Subject: If Canada picks KSS-III for CPSP, should Canadian River-class Destroyer project consider possibility to integrate Hyunmoo-3 instead of the USA Tomahawk in River Class destroyer?
Possibly this speculation of mine could be better posted instead under the Canadian Surface Combatant (CSC) Program instead of being under the Canadian Patrol Submarine Project thread ... but I decided to post it here. I speculate the Canadian Navy is already considering/thinking of this?
And speculate is the operative word here - this is a very speculative post.
One of the under-discussed advantages of the Hanwha KSS-III Batch-II offer is that its 10-cell K-VLS already fires the Chonryong SLCM — which is simply the submarine-encapsulated version of the Hyunmoo-3C land-attack cruise missile currently in service on Sejong-the-Great-class destroyers and KDX-IIs.
Key points:
- Same warhead, same turbofan, same guidance (INS+GPS+TERCOM/DSMAC), same ~1,000–1,500+ km range family.
- Only real differences are the canister and minor launch sequencing — parts commonality is ~90–95 %.
- Unit cost estimates put Hyunmoo-3/Chonryong in the ~$1.0–1.5 M USD range (indigenous mass production) vs $1.8–2.2 M USD for Tomahawk Block V/Va (export pricing).
River-class (CSC) will have 24 strike-length Mk 41 VLS cells. Integrating foreign missiles into Mk 41 has been done before — Japan did it with Type 07 VL-ASROC, Australia is doing it with JSM, and further to the Mk41 VLS, the ExLS adapter may be specifically designed for this. A Hyunmoo-3 canister adapter may be a relatively modest development program (speculate to be $100–400 M CAD total, spread over several years, possibly with heavy South Korean co-funding to sweeten the submarine deal).
Benefits of a unified Hyunmoo-3/Chonryong fleet (if KSS-III batch-2 chosen for Canada):
- Single missile type across submarines and surface combatants → massive savings in training, simulators, spares, software updates, and magazine stocks.
- No U.S. export approval drama (Tomahawk on a non-nuclear diesel-electric boat would be precedent-setting and slow).
Lower per-round cost than Tomahawk, potentially offsetting most or all of the integration bill.
Sovereign supply chain — no risk of Washington withholding missiles or updates during a crisis.
Potential Downsides:
- Hyunmoo-3 has slightly shorter maximum range than Tomahawk Block V in some configurations, and no current anti-ship variant (though ROK is working on one).

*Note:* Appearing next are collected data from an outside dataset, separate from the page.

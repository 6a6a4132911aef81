//! Log sequence numbers and WAL segment naming.
//!
//! A postgres-shaped LSN is a 64 bit byte offset into the write-ahead log,
//! conventionally printed as two hex words separated by a slash
//! (`16/B374D848`). WAL segment file names encode a timeline id and the
//! high bits of an LSN as 24 hex characters.

use std::fmt;
use std::str::FromStr;

use serde::{Deserialize, Serialize};
use thiserror::Error;

/// Default WAL segment size used throughout the catalog (16 MiB), matching
/// postgres' compiled-in default. Segment size is a server-level knob in
/// real deployments but this crate only ever deals with one value at a
/// time, threaded through explicitly rather than hidden as global state.
pub const DEFAULT_WAL_SEGMENT_SIZE: u64 = 16 * 1024 * 1024;

#[derive(Debug, Clone, Copy, PartialEq, Eq, PartialOrd, Ord, Hash, Serialize, Deserialize)]
pub struct Lsn(pub u64);

impl Lsn {
    pub const INVALID: Lsn = Lsn(0);

    pub fn is_valid(self) -> bool {
        self.0 != 0
    }

    /// The zero-based WAL segment number containing this LSN, given a segment size.
    pub fn segment_number(self, wal_seg_size: u64) -> u64 {
        self.0 / wal_seg_size
    }

    /// The offset of this LSN within its segment.
    pub fn segment_offset(self, wal_seg_size: u64) -> u64 {
        self.0 % wal_seg_size
    }

    pub fn checked_sub(self, other: u64) -> Option<Lsn> {
        self.0.checked_sub(other).map(Lsn)
    }
}

impl fmt::Display for Lsn {
    fn fmt(&self, f: &mut fmt::Formatter<'_>) -> fmt::Result {
        write!(f, "{:X}/{:08X}", self.0 >> 32, self.0 & 0xffffffff)
    }
}

impl fmt::Debug for Lsn {
    fn fmt(&self, f: &mut fmt::Formatter<'_>) -> fmt::Result {
        write!(f, "Lsn({})", self)
    }
}

#[derive(Debug, Error)]
pub enum LsnParseError {
    #[error("invalid LSN syntax: {0:?}")]
    BadSyntax(String),
}

impl FromStr for Lsn {
    type Err = LsnParseError;

    fn from_str(s: &str) -> Result<Self, Self::Err> {
        let (hi, lo) = s
            .split_once('/')
            .ok_or_else(|| LsnParseError::BadSyntax(s.to_string()))?;
        let hi = u64::from_str_radix(hi, 16).map_err(|_| LsnParseError::BadSyntax(s.to_string()))?;
        let lo = u64::from_str_radix(lo, 16).map_err(|_| LsnParseError::BadSyntax(s.to_string()))?;
        Ok(Lsn((hi << 32) | lo))
    }
}

impl From<u64> for Lsn {
    fn from(v: u64) -> Self {
        Lsn(v)
    }
}

impl From<Lsn> for u64 {
    fn from(v: Lsn) -> Self {
        v.0
    }
}

/// A timeline id, the leading 8 hex digits of a WAL segment name.
pub type TimelineId = u32;

/// Compute the 24-hex-char canonical name of the WAL segment containing `lsn`.
pub fn xlog_file_name(tli: TimelineId, segno: u64, wal_seg_size: u64) -> String {
    let segs_per_xlogid = 0x1_0000_0000u64 / wal_seg_size;
    format!(
        "{:08X}{:08X}{:08X}",
        tli,
        segno / segs_per_xlogid,
        segno % segs_per_xlogid
    )
}

pub fn segment_number_for_name(name: &WalSegmentName, wal_seg_size: u64) -> u64 {
    let segs_per_xlogid = 0x1_0000_0000u64 / wal_seg_size;
    name.log_id as u64 * segs_per_xlogid + name.seg_id as u64
}

/// A parsed, validated WAL segment file name.
///
/// Canonical form is 24 hex characters: `<tli:8><log_id:8><seg_id:8>`. A
/// `.partial` suffix marks a still-growing tail segment written by the
/// streaming receiver; it is never archived under that name; it is renamed
/// to the plain form once a successor confirms it is complete.
#[derive(Debug, Clone, Copy, PartialEq, Eq, Hash)]
pub struct WalSegmentName {
    pub timeline: TimelineId,
    pub log_id: u32,
    pub seg_id: u32,
    pub partial: bool,
}

#[derive(Debug, Error, PartialEq, Eq)]
pub enum WalNameParseError {
    #[error("WAL segment name {0:?} is not 24 hex characters (+ optional .partial)")]
    BadLength(String),
    #[error("WAL segment name {0:?} contains non-hex characters")]
    NotHex(String),
}

impl WalSegmentName {
    pub fn parse(name: &str) -> Result<Self, WalNameParseError> {
        let (core, partial) = match name.strip_suffix(".partial") {
            Some(core) => (core, true),
            None => (name, false),
        };
        if core.len() != 24 {
            return Err(WalNameParseError::BadLength(name.to_string()));
        }
        if !core.bytes().all(|b| b.is_ascii_hexdigit()) {
            return Err(WalNameParseError::NotHex(name.to_string()));
        }
        let timeline = u32::from_str_radix(&core[0..8], 16).unwrap();
        let log_id = u32::from_str_radix(&core[8..16], 16).unwrap();
        let seg_id = u32::from_str_radix(&core[16..24], 16).unwrap();
        Ok(WalSegmentName {
            timeline,
            log_id,
            seg_id,
            partial,
        })
    }

    /// Canonical on-disk / catalog name, without `.partial`.
    pub fn canonical(&self) -> String {
        format!(
            "{:08X}{:08X}{:08X}",
            self.timeline, self.log_id, self.seg_id
        )
    }

    pub fn display_name(&self) -> String {
        if self.partial {
            format!("{}.partial", self.canonical())
        } else {
            self.canonical()
        }
    }

    /// First 16 hex characters, used as the archive subdirectory prefix
    /// (`wals/<prefix>/<name>`).
    pub fn archive_prefix(&self) -> String {
        format!("{:08X}{:08X}", self.timeline, self.log_id)
    }

    pub fn segment_number(&self, wal_seg_size: u64) -> u64 {
        segment_number_for_name(self, wal_seg_size)
    }
}

impl fmt::Display for WalSegmentName {
    fn fmt(&self, f: &mut fmt::Formatter<'_>) -> fmt::Result {
        write!(f, "{}", self.display_name())
    }
}

impl PartialOrd for WalSegmentName {
    fn partial_cmp(&self, other: &Self) -> Option<std::cmp::Ordering> {
        Some(self.cmp(other))
    }
}

impl Ord for WalSegmentName {
    /// Lexicographic order on the canonical name, which matches numeric
    /// order on (timeline, log_id, seg_id) because each field is fixed-width
    /// hex. `.partial`-ness is not part of the order: a partial and its
    /// eventual final name sort identically.
    fn cmp(&self, other: &Self) -> std::cmp::Ordering {
        (self.timeline, self.log_id, self.seg_id).cmp(&(
            other.timeline,
            other.log_id,
            other.seg_id,
        ))
    }
}

#[cfg(test)]
mod tests {
    use super::*;

    #[test]
    fn lsn_roundtrip() {
        let lsn: Lsn = "16/B374D848".parse().unwrap();
        assert_eq!(format!("{lsn}"), "16/B374D848");
    }

    #[test]
    fn segment_name_roundtrip() {
        let name = "0000000100000002000000A0";
        let parsed = WalSegmentName::parse(name).unwrap();
        assert_eq!(parsed.canonical(), name);
        assert_eq!(parsed.timeline, 1);
        assert_eq!(parsed.log_id, 2);
        assert_eq!(parsed.seg_id, 0xA0);
    }

    #[test]
    fn partial_suffix_preserved_but_not_ordered() {
        let a = WalSegmentName::parse("000000010000000000000001").unwrap();
        let b = WalSegmentName::parse("000000010000000000000002.partial").unwrap();
        assert!(a < b);
        assert!(b.partial);
        assert_eq!(b.canonical(), "000000010000000000000002");
    }

    #[test]
    fn rejects_bad_length() {
        assert!(matches!(
            WalSegmentName::parse("deadbeef"),
            Err(WalNameParseError::BadLength(_))
        ));
    }

    #[test]
    fn rejects_non_hex() {
        assert!(matches!(
            WalSegmentName::parse("0000000100000000ZZZZZZZZ"),
            Err(WalNameParseError::NotHex(_))
        ));
    }

    #[test]
    fn xlog_file_name_matches_parse() {
        let name = xlog_file_name(1, 0x123, DEFAULT_WAL_SEGMENT_SIZE);
        let parsed = WalSegmentName::parse(&name).unwrap();
        assert_eq!(parsed.segment_number(DEFAULT_WAL_SEGMENT_SIZE), 0x123);
    }
}
//! The on-disk catalog: servers, their backups, and their WAL archives.
//!
//! Grounded on the teacher's `safekeeper` crate, which owns an analogous
//! problem (a directory of durable, lock-guarded per-entity state backed
//! by plain files) one layer further down the stack than a distributed
//! consensus log.

pub mod backup_info;
pub mod catalog;
pub mod model;
pub mod paths;
pub mod xlogdb;

pub use catalog::Catalog;
pub use model::{
    Backup, BackupMethod, BackupStatus, BackupType, HookConfig, KeepTarget, ReuseBackup,
    ServerConfig, Tablespace,
};
pub use paths::ServerPaths;
pub use xlogdb::WalRecord;
fn collect_candidates(dir: &Path) -> Result<Vec<Candidate>> {
    if !dir.exists() {
        return Ok(Vec::new());
    }
    let mut out = Vec::new();
    for entry in std::fs::read_dir(dir)
        .map_err(|e| BarmanError::FatalInternal(format!("reading {dir:?}: {e}")))?
    {
        let entry = entry.map_err(|e| BarmanError::FatalInternal(format!("reading {dir:?}: {e}")))?;
        if !entry.file_type().map(|t| t.is_file()).unwrap_or(false) {
            continue;
        }
        let file_name = entry.file_name().to_string_lossy().to_string();
        match WalSegmentName::parse(&file_name) {
            Ok(name) => out.push(Candidate {
                path: entry.path(),
                name,
            }),
            Err(_) => {
                // history/backup-label variants and anything else
                // unparseable are left for a human, not silently dropped.
                continue;
            }
        }
    }
    Ok(out)
}

/// Validate a `put-wal` tar stream: exactly one data file plus a checksum
/// manifest (`SHA256SUMS` or the legacy `MD5SUMS`), every listed file's
/// checksum verified before anything is installed. Returns the validated
/// `(name, bytes)` pairs ready to be handed to the normal archival path.
pub fn validate_put_wal_stream<R: std::io::Read>(reader: R) -> Result<Vec<(String, Vec<u8>)>> {
    let mut archive = tar::Archive::new(reader);
    let mut files: std::collections::HashMap<String, Vec<u8>> = std::collections::HashMap::new();
    let mut checksums: Option<std::collections::HashMap<String, String>> = None;

    for entry in archive
        .entries()
        .map_err(|e| Error::Catalog(BarmanError::Protocol(format!("reading put-wal tar: {e}"))))?
    {
        let mut entry =
            entry.map_err(|e| Error::Catalog(BarmanError::Protocol(format!("reading tar entry: {e}"))))?;
        let path = entry
            .path()
            .map_err(|e| Error::Catalog(BarmanError::Protocol(format!("reading tar entry path: {e}"))))?
            .to_string_lossy()
            .to_string();
        let mut buf = Vec::new();
        std::io::Read::read_to_end(&mut entry, &mut buf)
            .map_err(|e| Error::Catalog(BarmanError::Protocol(format!("reading tar entry {path:?}: {e}"))))?;

        if path == "SHA256SUMS" || path == "MD5SUMS" {
            checksums = Some(parse_checksum_manifest(&buf));
        } else {
            files.insert(path, buf);
        }
    }

    let Some(checksums) = checksums else {
        return Err(Error::Catalog(BarmanError::Protocol(
            "put-wal stream is missing a checksum manifest".to_string(),
        )));
    };

    for (name, data) in &files {
        let expected = checksums.get(name).ok_or_else(|| {
            Error::Catalog(BarmanError::ChecksumMismatch {
                file: name.clone(),
                expected: "<listed>".to_string(),
                actual: "<unlisted>".to_string(),
            })
        })?;
        let actual = hex::encode(Sha256::digest(data));
        if &actual != expected {
            return Err(Error::Catalog(BarmanError::ChecksumMismatch {
                file: name.clone(),
                expected: expected.clone(),
                actual,
            }));
        }
    }

    Ok(files.into_iter().collect())
}

fn parse_checksum_manifest(buf: &[u8]) -> std::collections::HashMap<String, String> {
    let text = String::from_utf8_lossy(buf);
    let mut out = std::collections::HashMap::new();
    for line in text.lines() {
        if let Some((hash, name)) = line.split_once("  ") {
            out.insert(name.trim().to_string(), hash.trim().to_lowercase());
        }
    }
    out
}

#[cfg(test)]
mod tests {
    use super::*;
    use barman_utils::ServerName;

    fn catalog_in(dir: &std::path::Path) -> Catalog {
        let home = camino::Utf8PathBuf::from_path_buf(dir.to_path_buf()).unwrap();
        let cat = Catalog::open(home, ServerName::from("main"));
        cat.ensure_skeleton().unwrap();
        cat
    }

    #[tokio::test]
    async fn archives_files_in_ascending_order_and_leaves_partial() {
        let dir = tempfile::tempdir().unwrap();
        let cat = catalog_in(dir.path());
        std::fs::write(
            cat.paths.incoming_dir().join("000000010000000000000002").as_std_path(),
            b"seg2",
        )
        .unwrap();
        std::fs::write(
            cat.paths.incoming_dir().join("000000010000000000000001").as_std_path(),
            b"seg1",
        )
        .unwrap();
        std::fs::write(
            cat.paths
                .incoming_dir()
                .join("000000010000000000000003.partial")
                .as_std_path(),
            b"partial",
        )
        .unwrap();

        let report = archive_wal(&cat, ArchiverOptions::default()).await.unwrap();
        assert_eq!(
            report.installed,
            vec![
                "000000010000000000000001".to_string(),
                "000000010000000000000002".to_string(),
            ]
        );
        assert!(cat
            .paths
            .incoming_dir()
            .join("000000010000000000000003.partial")
            .exists());
        let wals = cat.all_wals().unwrap();
        assert_eq!(wals.len(), 2);
    }

    #[tokio::test]
    async fn reingesting_identical_content_is_noop() {
        let dir = tempfile::tempdir().unwrap();
        let cat = catalog_in(dir.path());
        let path = cat.paths.incoming_dir().join("000000010000000000000001");
        std::fs::write(path.as_std_path(), b"seg1").unwrap();
        archive_wal(&cat, ArchiverOptions::default()).await.unwrap();

        std::fs::write(path.as_std_path(), b"seg1").unwrap();
        let report = archive_wal(&cat, ArchiverOptions::default()).await.unwrap();
        assert!(report.installed.is_empty());
        assert_eq!(report.skipped_duplicate, vec!["000000010000000000000001".to_string()]);
        assert_eq!(cat.all_wals().unwrap().len(), 1);
    }

    #[tokio::test]
    async fn differing_content_same_name_is_quarantined() {
        let dir = tempfile::tempdir().unwrap();
        let cat = catalog_in(dir.path());
        let path = cat.paths.incoming_dir().join("000000010000000000000001");
        std::fs::write(path.as_std_path(), b"seg1").unwrap();
        archive_wal(&cat, ArchiverOptions::default()).await.unwrap();

        std::fs::write(path.as_std_path(), b"different bytes").unwrap();
        let report = archive_wal(&cat, ArchiverOptions::default()).await.unwrap();
        assert_eq!(report.quarantined, vec!["000000010000000000000001".to_string()]);
        assert!(cat
            .paths
            .errors_dir()
            .join("000000010000000000000001")
            .exists());
    }

    #[test]
    fn put_wal_rejects_bad_checksum() {
        let mut buf = Vec::new();
        {
            let mut builder = tar::Builder::new(&mut buf);
            let data = b"segment bytes";
            let mut header = tar::Header::new_gnu();
            header.set_size(data.len() as u64);
            header.set_cksum();
            builder
                .append_data(&mut header, "000000010000000000000005", &data[..])
                .unwrap();

            let manifest = b"deadbeefdeadbeefdeadbeefdeadbeefdeadbeefdeadbeefdeadbeefdeadbeef  000000010000000000000005\n";
            let mut mheader = tar::Header::new_gnu();
            mheader.set_size(manifest.len() as u64);
            mheader.set_cksum();
            builder
                .append_data(&mut mheader, "SHA256SUMS", &manifest[..])
                .unwrap();
            builder.finish().unwrap();
        }

        let err = validate_put_wal_stream(buf.as_slice()).unwrap_err();
        assert!(matches!(
            err,
            Error::Catalog(BarmanError::ChecksumMismatch { .. })
        ));
    }
}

- fitting adapters in River Class Mk41 VLS for Hyunmoo-3 would reduce capacity of Mk41 VLS for other types of missiles.
- might have issues with
Cooperative Engagement Capability (CEC) commonality with USN? (speculation by me)
- the Aegis-derived CMS 330 software likely will need to be programmed, tested, and certified to:
- Recognize the Hyunmoo-3 code from the canister.
- Execute the South Korean-specified launch sequence.
- Monitor and manage the power/arming sequence unique to the Hyunmoo-3.
- may go against current established Canadian naval thinking, for Canada to consider a different non-USA weapon in the River Class Mk41 VLS.
Given that Canada has never actually bought Tomahawk for CSC yet (still no DSCA notification as of Nov 2025), given the current political view to minimize USA procurement, and given the Canadian political appetite for offensive strategic weapons likely remains low, standardizing on the Korean missile family may be the cheaper, faster, lower-risk path — especially if Hanwha is willing to throw in River-class integration as part of a CPSP win.
But I hope it is something Canada considers now as I speculate (and speculate is the operative word), it may be relevant (ie cost to build adapter for River Class Mk41 VLS) to any price negotiations with South Korea if KSS-III batch-2 is chosen.